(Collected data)
# # # # #

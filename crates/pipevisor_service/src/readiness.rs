//! Bounded readiness polling.
//!
//! Every wait has a fixed attempt budget and a fixed delay between attempts.
//! Exhausting the budget is always reported as [`ReadinessTimeout`].

use async_trait::async_trait;
use std::time::{Duration, Instant};
use tokio::net::TcpStream;

use crate::monitoring::MonitoringApi;

/// Default number of probe attempts.
pub const RETRY_ATTEMPTS: u32 = 60;

/// Default delay between attempts.
pub const RETRY_INTERVAL: Duration = Duration::from_secs(1);

const CONNECT_TIMEOUT: Duration = Duration::from_secs(1);

/// Attempt budget and inter-attempt delay
#[derive(Debug, Clone, Copy, PartialEq, Eq)]
pub struct ReadinessPolicy {
    pub attempts: u32,
    pub interval: Duration,
}

impl Default for ReadinessPolicy {
    fn default() -> Self {
        Self {
            attempts: RETRY_ATTEMPTS,
            interval: RETRY_INTERVAL,
        }
    }
}

impl ReadinessPolicy {
    pub fn new(attempts: u32, interval: Duration) -> Self {
        Self { attempts, interval }
    }

    /// Nominal wall-clock budget (`attempts * interval`).
    pub fn budget(&self) -> Duration {
        self.interval * self.attempts
    }
}

/// The budget was exhausted without a successful probe
#[derive(Debug, Clone, thiserror::Error)]
#[error("{what} did not come up after {attempts} attempts ({budget:?} budget, {elapsed:?} elapsed)")]
pub struct ReadinessTimeout {
    pub what: String,
    pub attempts: u32,
    pub budget: Duration,
    pub elapsed: Duration,
}

/// A single liveness check.
///
/// A probe never fails hard: any error while probing means "not yet".
#[async_trait]
pub trait ReadinessProbe: Send + Sync {
    fn describe(&self) -> String;

    async fn probe(&self) -> bool;
}

/// Probe `probe` until it succeeds or `policy.attempts` probes have failed.
///
/// Returns the 1-based attempt that succeeded.
pub async fn poll_until<P>(probe: &P, policy: ReadinessPolicy) -> Result<u32, ReadinessTimeout>
where
    P: ReadinessProbe + ?Sized,
{
    let started = Instant::now();
    for attempt in 1..=policy.attempts {
        if probe.probe().await {
            log::debug!("{} ready after {} attempt(s)", probe.describe(), attempt);
            return Ok(attempt);
        }
        if attempt < policy.attempts {
            tokio::time::sleep(policy.interval).await;
        }
    }

    Err(ReadinessTimeout {
        what: probe.describe(),
        attempts: policy.attempts,
        budget: policy.budget(),
        elapsed: started.elapsed(),
    })
}

/// Bare TCP connect to the monitoring port
#[derive(Debug, Clone)]
pub struct PortProbe {
    pub host: String,
    pub port: u16,
}

impl PortProbe {
    pub fn new(host: impl Into<String>, port: u16) -> Self {
        Self {
            host: host.into(),
            port,
        }
    }
}

#[async_trait]
impl ReadinessProbe for PortProbe {
    fn describe(&self) -> String {
        format!("port {}:{}", self.host, self.port)
    }

    async fn probe(&self) -> bool {
        let connect = TcpStream::connect((self.host.as_str(), self.port));
        matches!(tokio::time::timeout(CONNECT_TIMEOUT, connect).await, Ok(Ok(_)))
    }
}

/// Application-level probe: the monitoring API answers a node-info request
pub struct ApiProbe<'a> {
    api: &'a MonitoringApi,
}

impl<'a> ApiProbe<'a> {
    pub fn new(api: &'a MonitoringApi) -> Self {
        Self { api }
    }
}

#[async_trait]
impl ReadinessProbe for ApiProbe<'_> {
    fn describe(&self) -> String {
        format!("monitoring API at {}", self.api.base_url())
    }

    async fn probe(&self) -> bool {
        match self.api.node_info().await {
            Ok(_) => true,
            Err(e) => {
                log::trace!("Monitoring API not ready: {}", e);
                false
            }
        }
    }
}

# # # # #

> _What to work on_: The records above must each be restated exactly as they stand.

> _Problem solution_:
filename crates/pipevisor_service/src/readiness.rs
//! Bounded readiness polling.
//!
//! Every wait has a fixed attempt budget and a fixed delay between attempts.
//! Exhausting the budget is always reported as [`ReadinessTimeout`].

use async_trait::async_trait;
use std::time::{Duration, Instant};
use tokio::net::TcpStream;

use crate::monitoring::MonitoringApi;

/// Default number of probe attempts.
pub const RETRY_ATTEMPTS: u32 = 60;

/// Default delay between attempts.
pub const RETRY_INTERVAL: Duration = Duration::from_secs(1);

const CONNECT_TIMEOUT: Duration = Duration::from_secs(1);

/// Attempt budget and inter-attempt delay
#[derive(Debug, Clone, Copy, PartialEq, Eq)]
pub struct ReadinessPolicy {
    pub attempts: u32,
    pub interval: Duration,
}

impl Default for ReadinessPolicy {
    fn default() -> Self {
        Self {
            attempts: RETRY_ATTEMPTS,
            interval: RETRY_INTERVAL,
        }
    }
}

impl ReadinessPolicy {
    pub fn new(attempts: u32, interval: Duration) -> Self {
        Self { attempts, interval }
    }

    /// Nominal wall-clock budget (`attempts * interval`).
    pub fn budget(&self) -> Duration {
        self.interval * self.attempts
    }
}

/// The budget was exhausted without a successful probe
#[derive(Debug, Clone, thiserror::Error)]
#[error("{what} did not come up after {attempts} attempts ({budget:?} budget, {elapsed:?} elapsed)")]
pub struct ReadinessTimeout {
    pub what: String,
    pub attempts: u32,
    pub budget: Duration,
    pub elapsed: Duration,
}

/// A single liveness check.
///
/// A probe never fails hard: any error while probing means "not yet".
#[async_trait]
pub trait ReadinessProbe: Send + Sync {
    fn describe(&self) -> String;

    async fn probe(&self) -> bool;
}

/// Probe `probe` until it succeeds or `policy.attempts` probes have failed.
///
/// Returns the 1-based attempt that succeeded.
pub async fn poll_until<P>(probe: &P, policy: ReadinessPolicy) -> Result<u32, ReadinessTimeout>
where
    P: ReadinessProbe + ?Sized,
{
    let started = Instant::now();
    for attempt in 1..=policy.attempts {
        if probe.probe().await {
            log::debug!("{} ready after {} attempt(s)", probe.describe(), attempt);
            return Ok(attempt);
        }
        if attempt < policy.attempts {
            tokio::time::sleep(policy.interval).await;
        }
    }

    Err(ReadinessTimeout {
        what: probe.describe(),
        attempts: policy.attempts,
        budget: policy.budget(),
        elapsed: started.elapsed(),
    })
}

/// Bare TCP connect to the monitoring port
#[derive(Debug, Clone)]
pub struct PortProbe {
    pub host: String,
    pub port: u16,
}

impl PortProbe {
    pub fn new(host: impl Into<String>, port: u16) -> Self {
        Self {
            host: host.into(),
            port,
        }
    }
}

#[async_trait]
impl ReadinessProbe for PortProbe {
    fn describe(&self) -> String {
        format!("port {}:{}", self.host, self.port)
    }

    async fn probe(&self) -> bool {
        let connect = TcpStream::connect((self.host.as_str(), self.port));
        matches!(tokio::time::timeout(CONNECT_TIMEOUT, connect).await, Ok(Ok(_)))
    }
}

/// Application-level probe: the monitoring API answers a node-info request
pub struct ApiProbe<'a> {
    api: &'a MonitoringApi,
}

impl<'a> ApiProbe<'a> {
    pub fn new(api: &'a MonitoringApi) -> Self {
        Self { api }
    }
}

#[async_trait]
impl ReadinessProbe for ApiProbe<'_> {
    fn describe(&self) -> String {
        format!("monitoring API at {}", self.api.base_url())
    }

    async fn probe(&self) -> bool {
        match self.api.node_info().await {
            Ok(_) => true,
            Err(e) => {
                log::trace!("Monitoring API not ready: {}", e);
                false
            }
        }
    }
}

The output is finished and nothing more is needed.